WHAT IS BEING ASKED: Could you count how many lines of the data include "AttachMove" and answer with the number only?

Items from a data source
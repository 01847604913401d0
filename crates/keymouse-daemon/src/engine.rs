//! Glue between key events, the combo watcher and the mode controller

use std::sync::Arc;
use std::time::Duration;

use keymouse_config::{Command, Mode};

use crate::combo_preparation::KeyEvent;
use crate::combo_watcher::{ComboContext, ComboWatcher, PressKeyEventProcessing};
use crate::error::ModeError;
use crate::mode_controller::ModeController;
use crate::state::{KeyboardState, MouseState};

/// Runs the commands produced by the combo watcher against the engine state.
struct CommandRunner<'a> {
    controller: &'a mut ModeController,
    mouse: &'a mut MouseState,
    executed: Vec<Command>,
    errors: Vec<ModeError>,
}

impl<'a> CommandRunner<'a> {
    fn new(controller: &'a mut ModeController, mouse: &'a mut MouseState) -> Self {
        Self {
            controller,
            mouse,
            executed: Vec::new(),
            errors: Vec::new(),
        }
    }

    fn finish(self) -> (Vec<Command>, Vec<ModeError>) {
        (self.executed, self.errors)
    }
}

impl ComboContext for CommandRunner<'_> {
    fn current_mode(&self) -> Arc<Mode> {
        self.controller.current_mode().clone()
    }

    fn poll_current_mode_timed_out(&mut self) -> bool {
        self.controller.poll_current_mode_timed_out()
    }

    fn run(&mut self, command: &Command) {
        tracing::debug!("Running {}", command);
        match command {
            Command::ChangeMode(name) => {
                if let Err(e) = self.controller.switch_mode(name) {
                    tracing::warn!("Failed to run `{}`: {}", command, e);
                    self.errors.push(e);
                    return;
                }
            }
            Command::AttachMove(_) => self.controller.snapped_to_grid(),
            _ => {
                self.mouse.apply(command);
            }
        }
        self.executed.push(command.clone());
    }
}

/// Whether a key event reaches the rest of the system.
#[derive(Debug, Clone, Copy, PartialEq, Eq)]
pub enum Disposition {
    Forward,
    Eat,
}

/// What a key event did. `commands` holds every command that ran, even
/// when some `ChangeMode` in `errors` failed.
#[derive(Debug, Clone, PartialEq, Eq)]
pub struct KeyEventOutcome {
    pub disposition: Disposition,
    pub commands: Vec<Command>,
    pub errors: Vec<ModeError>,
}

#[derive(Debug, Clone, Default, PartialEq, Eq)]
pub struct TickOutcome {
    pub commands: Vec<Command>,
    pub errors: Vec<ModeError>,
}

/// The combo watcher and mode controller driven by one serialized stream of
/// key events and ticks.
pub struct Engine {
    watcher: ComboWatcher,
    controller: ModeController,
    mouse: MouseState,
    keyboard: KeyboardState,
}

impl Engine {
    pub fn new(controller: ModeController) -> Self {
        Self {
            watcher: ComboWatcher::new(),
            controller,
            mouse: MouseState::default(),
            keyboard: KeyboardState::default(),
        }
    }

    pub fn current_mode(&self) -> &Arc<Mode> {
        self.controller.current_mode()
    }

    #[cfg(test)]
    pub fn mouse(&self) -> &MouseState {
        &self.mouse
    }

    #[cfg(test)]
    pub fn keyboard(&self) -> &KeyboardState {
        &self.keyboard
    }

    /// Process a key press (`is_press`) or release.
    ///
    /// A repeated press of a held key reuses the verdict of the first press.
    /// A release only reaches the combo watcher when its press was part of a
    /// combo, and is eaten exactly when its press was.
    pub fn on_key_event(&mut self, event: KeyEvent) -> KeyEventOutcome {
        if event.is_press {
            if let Some(processing) = self.keyboard.processing(event.key) {
                return outcome(processing, Vec::new(), Vec::new());
            }
            let mut runner = CommandRunner::new(&mut self.controller, &mut self.mouse);
            let processing = self
                .watcher
                .on_key_event(event, &mut runner)
                .unwrap_or_default();
            self.keyboard.press(event.key, processing);
            let (commands, errors) = runner.finish();
            return outcome(processing, commands, errors);
        }

        let Some(processing) = self.keyboard.release(event.key) else {
            // Pressed before the engine started.
            return KeyEventOutcome {
                disposition: Disposition::Forward,
                commands: Vec::new(),
                errors: Vec::new(),
            };
        };
        if !processing.part_of_combo {
            return outcome(processing, Vec::new(), Vec::new());
        }
        let mut runner = CommandRunner::new(&mut self.controller, &mut self.mouse);
        self.watcher.on_key_event(event, &mut runner);
        let (commands, errors) = runner.finish();
        outcome(processing, commands, errors)
    }

    /// Advance the mode controller, then the combo watcher, by `delta`.
    ///
    /// The combo watcher advances even when the mode controller fails.
    pub fn tick(&mut self, delta: Duration) -> TickOutcome {
        let controller_error = self
            .controller
            .on_tick(delta, &self.mouse, &self.keyboard)
            .err();
        let mut runner = CommandRunner::new(&mut self.controller, &mut self.mouse);
        self.watcher.on_tick(delta, &mut runner);
        let (commands, watcher_errors) = runner.finish();
        TickOutcome {
            commands,
            errors: controller_error.into_iter().chain(watcher_errors).collect(),
        }
    }

    /// Drop all in-flight combos and forget held keys.
    pub fn interrupt(&mut self) {
        self.watcher.interrupt();
        self.keyboard.clear();
    }
}

fn outcome(
    processing: PressKeyEventProcessing,
    commands: Vec<Command>,
    errors: Vec<ModeError>,
) -> KeyEventOutcome {
    KeyEventOutcome {
        disposition: disposition(processing),
        commands,
        errors,
    }
}

fn disposition(processing: PressKeyEventProcessing) -> Disposition {
    if processing.must_be_eaten {
        Disposition::Eat
    } else {
        Disposition::Forward
    }
}

#[cfg(test)]
mod tests {
    use super::*;
    use std::time::Instant;

    use keymouse_config::{parse_config_str, Button, Direction, Key};

    use crate::mode_controller::{CursorVisibility, ModeListener};

    struct Quiet;

    impl CursorVisibility for Quiet {
        fn hide_cursor(&mut self) {}
        fn show_cursor(&mut self) {}
    }

    impl ModeListener for Quiet {
        fn mode_changed(&mut self, _mode: &Mode) {}
        fn mode_timed_out(&mut self) {}
    }

    const CONFIG: &str = r##"
        mode "idle-mode" {
            to "normal-mode" "_{leftalt} +e"
        }

        mode "normal-mode" {
            push-to-history true
            timeout duration-millis=1000 next-mode="idle-mode" only-if-idle=true
            mode-after-unhandled-keys-pressed "idle-mode"
            to "previous-mode-from-history-stack" "+q"
            to "wheel-mode" "+w"
            start-move-up "+i"
            stop-move-up "-i"
            press-left "#space"
            release-left "-space"
            attach-up "+g"
        }

        mode "wheel-mode" {
            start-wheel-down "+j"
            stop-wheel-down "-j"
        }
    "##;

    fn engine() -> Engine {
        let config = parse_config_str(CONFIG).unwrap();
        let controller = ModeController::new(
            config.modes,
            &config.global.initial_mode,
            Box::new(Quiet),
            vec![Box::new(Quiet) as Box<dyn ModeListener>],
        )
        .unwrap();
        Engine::new(controller)
    }

    fn normal_engine() -> Engine {
        let mut engine = engine();
        engine.controller.switch_mode("normal-mode").unwrap();
        engine
    }

    fn at(start: Instant, millis: u64) -> Instant {
        start + Duration::from_millis(millis)
    }

    #[test]
    fn test_eaten_press_and_release() {
        let mut engine = normal_engine();
        let start = Instant::now();

        let outcome = engine.on_key_event(KeyEvent::press(Key::KEY_I, start));
        assert_eq!(outcome.disposition, Disposition::Eat);
        assert_eq!(outcome.commands, vec![Command::StartMove(Direction::Up)]);
        assert!(engine.mouse().moving());

        let outcome = engine.on_key_event(KeyEvent::release(Key::KEY_I, at(start, 50)));
        assert_eq!(outcome.disposition, Disposition::Eat);
        assert_eq!(outcome.commands, vec![Command::StopMove(Direction::Up)]);
        assert!(!engine.mouse().moving());
    }

    #[test]
    fn test_non_eaten_press_is_forwarded() {
        let mut engine = normal_engine();
        let start = Instant::now();

        let outcome = engine.on_key_event(KeyEvent::press(Key::KEY_SPACE, start));
        assert_eq!(outcome.disposition, Disposition::Forward);
        assert_eq!(outcome.commands, vec![Command::PressButton(Button::Left)]);
        assert!(engine.mouse().pressing());

        let outcome = engine.on_key_event(KeyEvent::release(Key::KEY_SPACE, at(start, 50)));
        assert_eq!(outcome.disposition, Disposition::Forward);
        assert_eq!(outcome.commands, vec![Command::ReleaseButton(Button::Left)]);
    }

    #[test]
    fn test_repeated_press_reuses_verdict() {
        let mut engine = normal_engine();
        let start = Instant::now();

        engine.on_key_event(KeyEvent::press(Key::KEY_I, start));
        let outcome = engine.on_key_event(KeyEvent::press(Key::KEY_I, at(start, 30)));
        assert_eq!(outcome.disposition, Disposition::Eat);
        assert!(outcome.commands.is_empty());
    }

    #[test]
    fn test_release_of_unhandled_key_skips_watcher() {
        let mut engine = normal_engine();
        let start = Instant::now();

        let outcome = engine.on_key_event(KeyEvent::press(Key::KEY_Z, start));
        assert_eq!(outcome.disposition, Disposition::Forward);
        let outcome = engine.on_key_event(KeyEvent::release(Key::KEY_Z, at(start, 10)));
        assert_eq!(outcome.disposition, Disposition::Forward);
        assert!(outcome.commands.is_empty());

        // Unknown releases are forwarded untouched.
        let outcome = engine.on_key_event(KeyEvent::release(Key::KEY_X, at(start, 20)));
        assert_eq!(outcome.disposition, Disposition::Forward);
    }

    #[test]
    fn test_change_mode_and_return_from_history() {
        let mut engine = normal_engine();
        let start = Instant::now();

        engine.on_key_event(KeyEvent::press(Key::KEY_W, start));
        assert_eq!(engine.current_mode().name, "wheel-mode");
        engine.on_key_event(KeyEvent::release(Key::KEY_W, at(start, 20)));

        // wheel-mode has no `to` combo; go back through the controller.
        engine
            .controller
            .switch_mode("previous-mode-from-history-stack")
            .unwrap();
        assert_eq!(engine.current_mode().name, "normal-mode");
    }

    #[test]
    fn test_empty_history_error_is_reported() {
        // idle-mode does not push itself, so the history is empty.
        let mut engine = normal_engine();
        let start = Instant::now();

        let outcome = engine.on_key_event(KeyEvent::press(Key::KEY_Q, start));
        assert_eq!(outcome.errors, vec![ModeError::EmptyHistoryStack]);
        assert_eq!(outcome.disposition, Disposition::Eat);
        assert!(outcome.commands.is_empty());
        assert_eq!(engine.current_mode().name, "normal-mode");
    }

    #[test]
    fn test_failed_mode_change_keeps_other_commands() {
        let config = parse_config_str(
            r##"
            mode "idle-mode" {
                press-left "#a"
                to "previous-mode-from-history-stack" "#a"
            }
        "##,
        )
        .unwrap();
        let controller = ModeController::new(
            config.modes,
            &config.global.initial_mode,
            Box::new(Quiet),
            Vec::new(),
        )
        .unwrap();
        let mut engine = Engine::new(controller);

        let outcome = engine.on_key_event(KeyEvent::press(Key::KEY_A, Instant::now()));
        assert_eq!(outcome.disposition, Disposition::Forward);
        assert_eq!(outcome.commands, vec![Command::PressButton(Button::Left)]);
        assert_eq!(outcome.errors, vec![ModeError::EmptyHistoryStack]);
        assert!(engine.mouse().pressing());
        assert_eq!(engine.current_mode().name, "idle-mode");
    }

    #[test]
    fn test_failed_timeout_switch_still_completes_held_combos() {
        let config = parse_config_str(
            r##"
            global {
                initial-mode "hold-mode"
            }

            mode "hold-mode" {
                timeout duration-millis=100 next-mode="previous-mode-from-history-stack"
                press-left "+a-50-1000"
            }
        "##,
        )
        .unwrap();
        let controller = ModeController::new(
            config.modes,
            &config.global.initial_mode,
            Box::new(Quiet),
            Vec::new(),
        )
        .unwrap();
        let mut engine = Engine::new(controller);

        engine.on_key_event(KeyEvent::press(Key::KEY_A, Instant::now()));
        let outcome = engine.tick(Duration::from_millis(100));
        assert_eq!(outcome.errors, vec![ModeError::EmptyHistoryStack]);
        assert_eq!(outcome.commands, vec![Command::PressButton(Button::Left)]);

        // The failed timeout waits a full period before failing again.
        let outcome = engine.tick(Duration::from_millis(10));
        assert!(outcome.errors.is_empty());
    }

    #[test]
    fn test_idle_timeout_through_tick() {
        let mut engine = normal_engine();
        let start = Instant::now();

        // Moving keeps the mode alive.
        engine.on_key_event(KeyEvent::press(Key::KEY_I, start));
        engine.tick(Duration::from_millis(1500));
        assert_eq!(engine.current_mode().name, "normal-mode");

        engine.on_key_event(KeyEvent::release(Key::KEY_I, at(start, 1500)));
        engine.tick(Duration::from_millis(999));
        assert_eq!(engine.current_mode().name, "normal-mode");
        engine.tick(Duration::from_millis(1));
        assert_eq!(engine.current_mode().name, "idle-mode");
    }

    #[test]
    fn test_unhandled_keys_switch_mode_on_tick() {
        let mut engine = normal_engine();
        let start = Instant::now();

        engine.on_key_event(KeyEvent::press(Key::KEY_Z, start));
        assert!(engine.keyboard().pressing_unhandled_keys_only());
        engine.tick(Duration::from_millis(10));
        assert_eq!(engine.current_mode().name, "idle-mode");
    }

    #[test]
    fn test_interrupt_forgets_held_keys() {
        let mut engine = normal_engine();

        engine.on_key_event(KeyEvent::press(Key::KEY_Z, Instant::now()));
        assert!(engine.keyboard().pressing_unhandled_keys_only());
        engine.interrupt();
        assert!(!engine.keyboard().pressing_unhandled_keys_only());

        engine.tick(Duration::from_millis(10));
        assert_eq!(engine.current_mode().name, "normal-mode");
    }

    #[test]
    fn test_attach_counts_as_activity() {
        let mut engine = normal_engine();
        let start = Instant::now();

        engine.tick(Duration::from_millis(900));
        let outcome = engine.on_key_event(KeyEvent::press(Key::KEY_G, start));
        assert_eq!(outcome.commands, vec![Command::AttachMove(Direction::Up)]);
        engine.on_key_event(KeyEvent::release(Key::KEY_G, at(start, 10)));
        engine.tick(Duration::from_millis(200));
        engine.tick(Duration::from_millis(900));
        assert_eq!(engine.current_mode().name, "normal-mode");
    }
}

RESULT FOR THIS TASK: 2